Apenas pegou os papéis coloridos e seguiu sofregamente rua afora. Já não conseguia andar, cambaleava como zumbi de filme B. Deixou-se cair na primeira sombra que encontrou. Exausta, pendeu o olhar para a capa ainda reluzente da revista estrangeira. Por um instante encantou-se com a figura impressa em cores vivas e seu espírito pareceu despertar do coma a que fora induzido.
Até reconhecer-se por entre todo aquele colorido, demoraram bons minutos. Demorou ainda mais para entender o que significava aquilo. Lembrou-se então do Sr. Sorriso e da repentina luz daquele dia sombrio. Sobre seu retrato leu em letras amarelas: AS MAIS BELAS FOTOS DO SÉCULO. Um arrepio poderoso percorreu todo seu corpo moribundo, seus olhos atingiram o máximo que as órbitas permitiam.

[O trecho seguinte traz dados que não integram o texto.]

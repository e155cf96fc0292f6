//! PAM grant/revoke token v3 (`pbcc_grant_token_api.c`, `SPEC_FULL.md`
//! §4): a signed POST carrying a permissions-by-resource map with a TTL,
//! and a signed DELETE by token.

use serde::Serialize;

use pn_protocol::Outcome;

use crate::config::PubNubConfig;
use crate::fsm::Request;
use crate::sign::QueryBuilder;

bitflags::bitflags! {
    /// Bitmask permissions a grant applies to one resource.
    #[derive(Debug, Clone, Copy, PartialEq, Eq)]
    pub struct Permissions: u16 {
        const READ = 0b0000_0001;
        const WRITE = 0b0000_0010;
        const MANAGE = 0b0000_0100;
        const DELETE = 0b0000_1000;
        const GET = 0b0001_0000;
        const UPDATE = 0b0010_0000;
        const JOIN = 0b0100_0000;
    }
}

#[derive(Debug, Clone, Serialize)]
pub struct GrantRequest {
    pub ttl_minutes: u32,
    pub authorized_uuid: Option<String>,
    pub channels: Vec<(String, Permissions)>,
    pub channel_groups: Vec<(String, Permissions)>,
    pub uuids: Vec<(String, Permissions)>,
}

#[derive(Serialize)]
struct GrantBody {
    ttl: u32,
    permissions: GrantPermissionsBody,
}

#[derive(Serialize)]
struct GrantPermissionsBody {
    #[serde(rename = "uuid", skip_serializing_if = "Option::is_none")]
    authorized_uuid: Option<String>,
    resources: GrantResources,
}

#[derive(Serialize, Default)]
struct GrantResources {
    channels: std::collections::BTreeMap<String, u16>,
    groups: std::collections::BTreeMap<String, u16>,
    uuids: std::collections::BTreeMap<String, u16>,
}

pub fn grant_token(config: &PubNubConfig, grant: &GrantRequest, now_unix: i64) -> Request {
    let path = format!("/v3/pam/{sub_key}/grant", sub_key = config.keys.subscribe_key);
    let body = GrantBody {
        ttl: grant.ttl_minutes,
        permissions: GrantPermissionsBody {
            authorized_uuid: grant.authorized_uuid.clone(),
            resources: GrantResources {
                channels: grant.channels.iter().map(|(k, v)| (k.clone(), v.bits())).collect(),
                groups: grant.channel_groups.iter().map(|(k, v)| (k.clone(), v.bits())).collect(),
                uuids: grant.uuids.iter().map(|(k, v)| (k.clone(), v.bits())).collect(),
            },
        },
    };
    let body_bytes = serde_json::to_vec(&body).expect("grant body always serializes");
    super::build_request(config, "POST", path, QueryBuilder::new(config), Some(body_bytes), now_unix)
}

pub fn revoke_token(config: &PubNubConfig, token: &str, now_unix: i64) -> Request {
    let path = format!(
        "/v3/pam/{sub_key}/grant/{token}",
        sub_key = config.keys.subscribe_key,
        token = crate::sign::percent_encode(token),
    );
    super::build_request(config, "DELETE", path, QueryBuilder::new(config), None, now_unix)
}

pub fn parse_grant_response(body: &[u8]) -> Result<String, Outcome> {
    let data = super::parse_generic(body).map_err(|_| Outcome::GrantTokenApiError)?;
    let value: serde_json::Value = serde_json::from_slice(data).map_err(|_| Outcome::FormatError)?;
    value
        .as_str()
        .map(str::to_owned)
        .or_else(|| value.get("token").and_then(|v| v.as_str()).map(str::to_owned))
        .ok_or(Outcome::FormatError)
}

pub fn parse_revoke_response(body: &[u8]) -> Result<(), Outcome> {
    super::parse_generic(body).map_err(|_| Outcome::RevokeTokenApiError)?;
    Ok(())
}

#[cfg(test)]
mod tests {
    use super::*;
    use crate::config::Keyset;

    #[test]
    fn grant_token_posts_permission_map() {
        let cfg = PubNubConfig::new(Keyset::new("demo", "demo"), "alice");
        let grant = GrantRequest {
            ttl_minutes: 60,
            authorized_uuid: Some("alice".to_owned()),
            channels: vec![("chan".to_owned(), Permissions::READ | Permissions::WRITE)],
            channel_groups: vec![],
            uuids: vec![],
        };
        let req = grant_token(&cfg, &grant, 0);
        assert_eq!(req.method, "POST");
        let body = String::from_utf8(req.body.unwrap()).unwrap();
        assert!(body.contains("\"ttl\":60"));
        assert!(body.contains("\"chan\":3"));
    }

    #[test]
    fn revoke_token_is_signed_delete_by_token() {
        let cfg = PubNubConfig::new(Keyset::new("demo", "demo").with_secret_key("shh"), "alice");
        let req = revoke_token(&cfg, "tok123", 0);
        assert_eq!(req.method, "DELETE");
        assert!(req.path_and_query.contains("/grant/tok123"));
        assert!(req.path_and_query.contains("signature="));
    }
}
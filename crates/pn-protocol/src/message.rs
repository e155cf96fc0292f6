use crate::json_scan::Span;
use serde::{Deserialize, Serialize};

/// The `e` discriminator in a subscribe-v2 message object.
#[derive(Debug, Clone, Copy, PartialEq, Eq, Serialize, Deserialize)]
pub enum MessageType {
    Published,
    Signal,
    Objects,
    Action,
    Files,
}

impl MessageType {
    pub fn from_code(code: &[u8]) -> MessageType {
        match code {
            b"1" => MessageType::Signal,
            b"2" => MessageType::Objects,
            b"3" => MessageType::Action,
            b"4" => MessageType::Files,
            _ => MessageType::Published,
        }
    }
}

/// A message extracted from a subscribe-v2 response.
///
/// Field spans are byte ranges into the context's response buffer — they
/// are invalidated by the next transaction on that context, which is why
/// this type borrows rather than owns.
#[derive(Debug, Clone, Copy)]
pub struct RawMessage {
    pub payload: Span,
    pub channel: Span,
    pub match_or_group: Option<Span>,
    pub publish_timetoken: Span,
    pub publisher: Option<Span>,
    pub metadata: Option<Span>,
    pub message_type: MessageType,
    pub flags: i64,
    pub region: i64,
}

impl RawMessage {
    pub fn payload_str<'a>(&self, buf: &'a [u8]) -> &'a [u8] {
        self.payload.slice(buf)
    }

    pub fn channel_str<'a>(&self, buf: &'a [u8]) -> &'a str {
        std::str::from_utf8(self.channel.slice(buf)).unwrap_or_default()
    }
}

/// An owned copy of [`RawMessage`], for callers that need the message to
/// outlive the next transaction on the originating context.
#[derive(Debug, Clone, PartialEq, Eq, Serialize, Deserialize)]
pub struct OwnedMessage {
    pub payload: String,
    pub channel: String,
    pub subscription_match_or_group: Option<String>,
    pub publish_timetoken: String,
    pub publisher_id: Option<String>,
    pub metadata: Option<String>,
    pub message_type: OwnedMessageType,
    pub flags: i64,
    pub region: i64,
}

#[derive(Debug, Clone, Copy, PartialEq, Eq, Serialize, Deserialize)]
pub enum OwnedMessageType {
    Published,
    Signal,
    Objects,
    Action,
    Files,
}

impl From<MessageType> for OwnedMessageType {
    fn from(t: MessageType) -> Self {
        match t {
            MessageType::Published => OwnedMessageType::Published,
            MessageType::Signal => OwnedMessageType::Signal,
            MessageType::Objects => OwnedMessageType::Objects,
            MessageType::Action => OwnedMessageType::Action,
            MessageType::Files => OwnedMessageType::Files,
        }
    }
}

impl RawMessage {
    pub fn to_owned_message(&self, buf: &[u8]) -> OwnedMessage {
        let s = |span: Span| String::from_utf8_lossy(span.slice(buf)).into_owned();
        OwnedMessage {
            payload: s(self.payload),
            channel: s(self.channel),
            subscription_match_or_group: self.match_or_group.map(s),
            publish_timetoken: s(self.publish_timetoken),
            publisher_id: self.publisher.map(s),
            metadata: self.metadata.map(s),
            message_type: self.message_type.into(),
            flags: self.flags,
            region: self.region,
        }
    }
}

Toda a força represada durante os dois longos anos rompeu o dique dos seus, ainda, lindos olhos. Água e sal suficiente para nutrir aquela terra ressequida. Deixou que a última gota de seu oceano de dor percorresse seu trajeto predestinado e procurou, aturdida, pela reportagem completa.
Novamente sua foto, agora maior, página inteira. Com dificuldade percorreu cada linha, cada palavra, cada letra daquela página. Por fim, no derradeiro parágrafo deparou-se incrédula: “Neste belo trabalho, o premiado fotógrafo conseguiu em um único clique capturar toda a essência dessa linda criatura. Seus olhos impenetráveis reluzem tal como um farol de uma juventude impúbere. Feito o famoso sorriso criado por da Vinci, conseguiu reproduzir magistralmente o indecifrável, o inalcançável. Que doces sonhos ocultam-se por detrás desses inacreditavelmente belos olhos verdes?”
            Derradeiras lágrimas percorreram seu rosto e, como que por capricho, pousaram suavemente sobre a foto. Sobre os olhos impressos no papel. O sal corrosivo, por fim, turvou por completo o brilho enigmático dos olhos na foto premiada.